I was asked another question, I am pretty sure that the chap won't mind if I regurgitate (no names!), it went like this: ... do you think gold might have some legs due to deflation and more quantative easing? With the question was an associated article, Gold shares 'a multi-generational opportunity', from our old pal Marc Ashton, who is over at Moneyweb. Not only does Marc write for Moneyweb and Mineweb, he is the chap who runs the place, a young chap in that sort of a position. Marc has the energy required for such a job, of that I have no doubt. Anyhow, Marc is writing the article in which Investec fund manager John Biccard believes that gold shares are the right investment for 2015. He is certainly right so far, the gold shares as a collective are up 34 percent this year so far, following a market out-performance last year (12.2 percent as is to a market that returned 7.6 percent).

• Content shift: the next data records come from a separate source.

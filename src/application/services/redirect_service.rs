//! Redirect creation, retrieval, and matching service.

use std::sync::Arc;

use serde_json::json;

use crate::domain::entities::redirect::{DEFAULT_RESPONSE_STATUS, is_allowed_response_status};
use crate::domain::entities::{NewRedirect, Redirect, RedirectPatch};
use crate::domain::repositories::RedirectRepository;
use crate::error::AppError;
use crate::utils::short_link::{generate_short_link, validate_short_link};

/// Service for creating, managing, and matching short link redirects.
pub struct RedirectService<R: RedirectRepository> {
    repository: Arc<R>,
}

impl<R: RedirectRepository> RedirectService<R> {
    /// Creates a new redirect service.
    pub fn new(repository: Arc<R>) -> Self {
        Self { repository }
    }

    /// Registers a new redirect.
    ///
    /// # Short link selection
    ///
    /// - If `short_link` is provided, validates it and fails with a conflict
    ///   when it is already taken
    /// - Otherwise generates a random 12-character link, retrying up to 10
    ///   times on collision before failing
    ///
    /// # Errors
    ///
    /// Returns [`AppError::Validation`] if the URL, short link, or response
    /// status is invalid, [`AppError::Conflict`] if the short link exists.
    pub async fn create(
        &self,
        short_link: Option<String>,
        url: String,
        response_status: Option<u16>,
        body: Option<String>,
    ) -> Result<Redirect, AppError> {
        validate_target_url(&url)?;

        let response_status = response_status.unwrap_or(DEFAULT_RESPONSE_STATUS);
        validate_response_status(response_status)?;

        let short_link = if let Some(custom) = short_link {
            validate_short_link(&custom)?;

            if self
                .repository
                .find_by_short_link(&custom)
                .await?
                .is_some()
            {
                return Err(AppError::conflict(
                    "Short link already exists",
                    json!({ "short_link": custom }),
                ));
            }

            custom
        } else {
            self.generate_unique_short_link().await?
        };

        let new_redirect = NewRedirect {
            short_link,
            url,
            response_status,
            body: body.unwrap_or_default(),
        };

        self.repository.create(new_redirect).await
    }

    /// Retrieves a redirect by its short link.
    ///
    /// # Errors
    ///
    /// Returns [`AppError::NotFound`] if no redirect matches.
    pub async fn get(&self, short_link: &str) -> Result<Redirect, AppError> {
        self.repository
            .find_by_short_link(short_link)
            .await?
            .ok_or_else(|| {
                AppError::not_found("Redirect not found", json!({ "short_link": short_link }))
            })
    }

    /// Lists redirects with pagination, returning the page and total count.
    pub async fn list(&self, page: i64, page_size: i64) -> Result<(Vec<Redirect>, i64), AppError> {
        let items = self.repository.list(page, page_size).await?;
        let total = self.repository.count().await?;

        Ok((items, total))
    }

    /// Partially updates a redirect.
    ///
    /// # Errors
    ///
    /// Returns [`AppError::Validation`] if no change is requested or a new
    /// value is invalid, [`AppError::NotFound`] if the redirect is absent.
    pub async fn update(&self, short_link: &str, patch: RedirectPatch) -> Result<Redirect, AppError> {
        if patch.is_empty() {
            return Err(AppError::bad_request("No fields to update", json!({})));
        }

        if let Some(ref url) = patch.url {
            validate_target_url(url)?;
        }

        if let Some(status) = patch.response_status {
            validate_response_status(status)?;
        }

        self.repository.update(short_link, patch).await
    }

    /// Removes a redirect.
    ///
    /// # Errors
    ///
    /// Returns [`AppError::NotFound`] if the redirect does not exist.
    pub async fn remove(&self, short_link: &str) -> Result<(), AppError> {
        let deleted = self.repository.delete(short_link).await?;
        if !deleted {
            return Err(AppError::not_found(
                "Redirect not found",
                json!({ "short_link": short_link }),
            ));
        }

        Ok(())
    }

    /// Generates a unique short link with collision retry.
    ///
    /// Attempts up to 10 times before failing.
    async fn generate_unique_short_link(&self) -> Result<String, AppError> {
        const MAX_ATTEMPTS: usize = 10;

        for _ in 0..MAX_ATTEMPTS {
            let candidate = generate_short_link();

            if self
                .repository
                .find_by_short_link(&candidate)
                .await?
                .is_none()
            {
                return Ok(candidate);
            }
        }

        Err(AppError::internal(
            "Failed to generate unique short link",
            json!({ "reason": "Too many collisions" }),
        ))
    }
}

/// Validates a redirect target URL: must parse and use http or https.
fn validate_target_url(url: &str) -> Result<(), AppError> {
    let parsed = url::Url::parse(url).map_err(|e| {
        AppError::bad_request("Invalid URL format", json!({ "reason": e.to_string() }))
    })?;

    if parsed.scheme() != "http" && parsed.scheme() != "https" {
        return Err(AppError::bad_request(
            "URL must use http or https",
            json!({ "scheme": parsed.scheme() }),
        ));
    }

    Ok(())
}

fn validate_response_status(status: u16) -> Result<(), AppError> {
    if !is_allowed_response_status(status) {
        return Err(AppError::bad_request(
            "Response status must be one of 301, 302, 303, 307, 308",
            json!({ "response_status": status }),
        ));
    }

    Ok(())
}
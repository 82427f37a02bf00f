//! Application configuration loaded from environment variables.
//!
//! Configuration is loaded once at startup and validated before the server
//! starts.
//!
//! ## Required Variables
//!
//! - `JWT_SECRET` - signing secret for issued bearer tokens
//!
//! ## Optional Variables
//!
//! - `DATABASE_URL` - SQLite connection string (default: `sqlite://snaplink.db?mode=rwc`)
//! - `LISTEN` - Bind address (default: `0.0.0.0:3000`)
//! - `RUST_LOG` - Log level (default: `info`)
//! - `LOG_FORMAT` - Log format: `text` or `json` (default: `text`)
//! - `ACCESS_TOKEN_MINUTES` - Bearer token lifetime (default: 30)
//! - `LOG_QUEUE_CAPACITY` - Audit event buffer size (default: 10000, min: 100)
//! - `BEHIND_PROXY` - read client IP from forwarding headers (default: false)
//! - `DB_MAX_CONNECTIONS` / `DB_CONNECT_TIMEOUT` - pool settings

use anyhow::{Context, Result};
use std::env;

/// Service configuration loaded from environment variables.
#[derive(Debug, Clone)]
pub struct Config {
    pub database_url: String,
    pub listen_addr: String,
    pub log_level: String,
    pub log_format: String,
    /// Signing secret for issued JWT access tokens. Must be non-empty.
    pub jwt_secret: String,
    /// Access token lifetime in minutes.
    pub access_token_minutes: u64,
    /// Audit log event buffer size.
    pub log_queue_capacity: usize,
    /// When true, rate limiting reads client IP from X-Forwarded-For / X-Real-IP headers.
    /// Enable only when the service is behind a trusted reverse proxy.
    pub behind_proxy: bool,

    // ── Pool settings ───────────────────────────────────────────────────────
    /// Maximum number of connections in the pool (`DB_MAX_CONNECTIONS`, default: 5).
    pub db_max_connections: u32,
    /// Timeout for acquiring a connection from the pool in seconds
    /// (`DB_CONNECT_TIMEOUT`, default: 30).
    pub db_connect_timeout: u64,
}

impl Config {
    /// Loads configuration from environment variables.
    ///
    /// # Errors
    ///
    /// Returns an error if `JWT_SECRET` is missing.
    pub fn from_env() -> Result<Self> {
        let database_url = env::var("DATABASE_URL")
            .unwrap_or_else(|_| "sqlite://snaplink.db?mode=rwc".to_string());

        let listen_addr = env::var("LISTEN").unwrap_or_else(|_| "0.0.0.0:3000".to_string());
        let log_level = env::var("RUST_LOG").unwrap_or_else(|_| "info".to_string());
        let log_format = env::var("LOG_FORMAT").unwrap_or_else(|_| "text".to_string());

        let jwt_secret = env::var("JWT_SECRET").context("JWT_SECRET must be set")?;

        let access_token_minutes = env::var("ACCESS_TOKEN_MINUTES")
            .ok()
            .and_then(|v| v.parse().ok())
            .unwrap_or(30);

        let log_queue_capacity = env::var("LOG_QUEUE_CAPACITY")
            .ok()
            .and_then(|v| v.parse().ok())
            .unwrap_or(10_000);

        let behind_proxy = env::var("BEHIND_PROXY")
            .map(|v| v.eq_ignore_ascii_case("true") || v == "1")
            .unwrap_or(false);

        let db_max_connections = env::var("DB_MAX_CONNECTIONS")
            .ok()
            .and_then(|v| v.parse().ok())
            .unwrap_or(5);

        let db_connect_timeout = env::var("DB_CONNECT_TIMEOUT")
            .ok()
            .and_then(|v| v.parse().ok())
            .unwrap_or(30);

        Ok(Self {
            database_url,
            listen_addr,
            log_level,
            log_format,
            jwt_secret,
            access_token_minutes,
            log_queue_capacity,
            behind_proxy,
            db_max_connections,
            db_connect_timeout,
        })
    }

    /// Validates the configuration.
    ///
    /// # Errors
    ///
    /// Returns an error if:
    /// - `jwt_secret` is empty or `access_token_minutes` is zero
    /// - `log_queue_capacity` is out of range
    /// - `log_format` is not `text` or `json`
    /// - `listen_addr` or `database_url` is malformed
    pub fn validate(&self) -> Result<()> {
        if self.jwt_secret.is_empty() {
            anyhow::bail!("JWT_SECRET must not be empty");
        }

        if self.access_token_minutes == 0 {
            anyhow::bail!("ACCESS_TOKEN_MINUTES must be greater than 0");
        }

        if self.log_queue_capacity < 100 {
            anyhow::bail!(
                "LOG_QUEUE_CAPACITY must be at least 100, got {}",
                self.log_queue_capacity
            );
        }

        if self.log_queue_capacity > 1_000_000 {
            anyhow::bail!(
                "LOG_QUEUE_CAPACITY is too large (max: 1000000), got {}",
                self.log_queue_capacity
            );
        }

        if self.log_format != "text" && self.log_format != "json" {
            anyhow::bail!(
                "LOG_FORMAT must be 'text' or 'json', got '{}'",
                self.log_format
            );
        }

        if !self.listen_addr.contains(':') {
            anyhow::bail!(
                "LISTEN must be in format 'host:port', got '{}'",
                self.listen_addr
            );
        }

        if !self.database_url.starts_with("sqlite:") {
            anyhow::bail!(
                "DATABASE_URL must start with 'sqlite:', got '{}'",
                self.database_url
            );
        }

        if self.db_max_connections == 0 {
            anyhow::bail!("DB_MAX_CONNECTIONS must be at least 1");
        }
        if self.db_connect_timeout == 0 {
            anyhow::bail!("DB_CONNECT_TIMEOUT must be greater than 0");
        }

        Ok(())
    }

    /// Prints configuration summary (without sensitive data).
    pub fn print_summary(&self) {
        tracing::info!("Configuration loaded:");
        tracing::info!("  Listen address: {}", self.listen_addr);
        tracing::info!("  Database: {}", self.database_url);
        tracing::info!("  Log level: {}", self.log_level);
        tracing::info!("  Log format: {}", self.log_format);
        tracing::info!("  Access token lifetime: {}m", self.access_token_minutes);
        tracing::info!("  Audit queue capacity: {}", self.log_queue_capacity);
        tracing::info!("  JWT secret: {}", mask_secret(&self.jwt_secret));
    }
}

/// Masks a secret for logging, keeping only its length visible.
fn mask_secret(secret: &str) -> String {
    format!("*** ({} chars)", secret.len())
}

/// Loads and validates configuration from environment variables.
///
/// # Errors
///
/// Returns an error if required variables are missing or validation fails.
///
/// # Note
///
/// This function expects environment variables to be already loaded
/// (e.g., via `dotenvy::dotenv()` in `main.rs`).
pub fn load_from_env() -> Result<Config> {
    let config = Config::from_env()?;
    config.validate()?;
    Ok(config)
}
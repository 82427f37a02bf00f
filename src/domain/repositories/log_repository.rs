//! Repository trait for the append-only audit log.

use crate::domain::entities::LogEntry;
use crate::domain::log_event::{Actor, LogEvent};
use crate::error::AppError;
use async_trait::async_trait;

/// Repository interface for the audit log.
///
/// The log is append-only: rows are never updated or deleted, and no HTTP
/// surface exposes them. Reads exist for the local CLI only.
///
/// # Implementations
///
/// - [`crate::infrastructure::persistence::SqliteLogRepository`] - SQLite implementation
/// - Test mocks available with `cfg(test)`
///
/// # Examples
///
/// See integration tests: `tests/repository_log.rs`
#[cfg_attr(test, mockall::automock)]
#[async_trait]
pub trait LogRepository: Send + Sync {
    /// Appends an event to the log.
    ///
    /// # Errors
    ///
    /// Returns [`AppError::Internal`] on database errors.
    async fn append(&self, actor: &Actor, event: &LogEvent) -> Result<(), AppError>;

    /// Lists log entries, newest first, with pagination support.
    ///
    /// # Arguments
    ///
    /// - `page` - Page number (1-indexed)
    /// - `page_size` - Number of items per page
    ///
    /// # Errors
    ///
    /// Returns [`AppError::Internal`] on database errors.
    async fn list(&self, page: i64, page_size: i64) -> Result<Vec<LogEntry>, AppError>;

    /// Counts total log entries.
    ///
    /// # Errors
    ///
    /// Returns [`AppError::Internal`] on database errors.
    async fn count(&self) -> Result<i64, AppError>;
}
//! User entity representing a registered account.

use chrono::{DateTime, Utc};

/// A registered account.
///
/// `hashed_password` is an Argon2id PHC string; the clear-text password never
/// leaves the request handler that received it.
#[derive(Debug, Clone)]
pub struct User {
    pub id: i64,
    pub username: String,
    pub hashed_password: String,
    pub created_at: DateTime<Utc>,
}

impl User {
    /// Creates a new User instance.
    pub fn new(
        id: i64,
        username: String,
        hashed_password: String,
        created_at: DateTime<Utc>,
    ) -> Self {
        Self {
            id,
            username,
            hashed_password,
            created_at,
        }
    }
}

/// Input data for creating a new user.
#[derive(Debug, Clone)]
pub struct NewUser {
    pub username: String,
    pub hashed_password: String,
}

/// Partial update for an existing user.
///
/// `None` fields are left unchanged.
#[derive(Debug, Clone, Default)]
pub struct UserPatch {
    pub username: Option<String>,
    pub hashed_password: Option<String>,
}

impl UserPatch {
    /// Returns true when the patch would change nothing.
    pub fn is_empty(&self) -> bool {
        self.username.is_none() && self.hashed_password.is_none()
    }
}

#[cfg(test)]
mod tests {
    use super::*;
    use chrono::Utc;

    #[test]
    fn test_user_creation() {
        let now = Utc::now();
        let user = User::new(1, "alice".to_string(), "$argon2id$stub".to_string(), now);

        assert_eq!(user.id, 1);
        assert_eq!(user.username, "alice");
        assert_eq!(user.created_at, now);
    }

    #[test]
    fn test_user_patch_is_empty() {
        assert!(UserPatch::default().is_empty());

        let patch = UserPatch {
            username: Some("bob".to_string()),
            hashed_password: None,
        };
        assert!(!patch.is_empty());
    }
}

As exciting as that sounds, trading in and out of a share price is not something that we do. My explanation to the question was to pull out the old Warren Buffett quotes on gold, why you should not own them at all as an investment, there are three separate quotes:

"Gold gets dug out of the ground in Africa, or someplace. Then we melt it down, dig another hole, bury it again and pay people to stand around guarding it. It has no utility. Anyone watching from Mars would be scratching their head."

"The major asset in this category is gold, currently a huge favorite of investors who fear almost all other assets, especially paper money (of whose value, as noted, they are right to be fearful). Gold, however, has two significant shortcomings, being neither of much use nor procreative. True, gold has some industrial and decorative utility, but the demand for these purposes is both limited and incapable of soaking up new production. Meanwhile, if you own one ounce of gold for an eternity, you will still own one ounce at its end."

"What motivates most gold purchasers is their belief that the ranks of the fearful will grow. During the past decade that belief has proved correct. Beyond that, the rising price has on its own generated additional buying enthusiasm, attracting purchasers who see the rise as validating an investment thesis. As 'bandwagon' investors join any party, they create their own truth - for a while."

If someone tells you that the gold price should do x or y or z, for historical reasons, well, that is about as good as looking at a graph. I am not bashing the metal as an investment, if it works for you, it works for you. The middle Buffett quote is the part where he says basically that one ounce will never pay you a dividend. Absolutely ever. Whilst I am writing this the gold price has topped 1300 Dollars per fine ounce for the first time since August last year, expect another day of gold stocks to be on fire(ball)!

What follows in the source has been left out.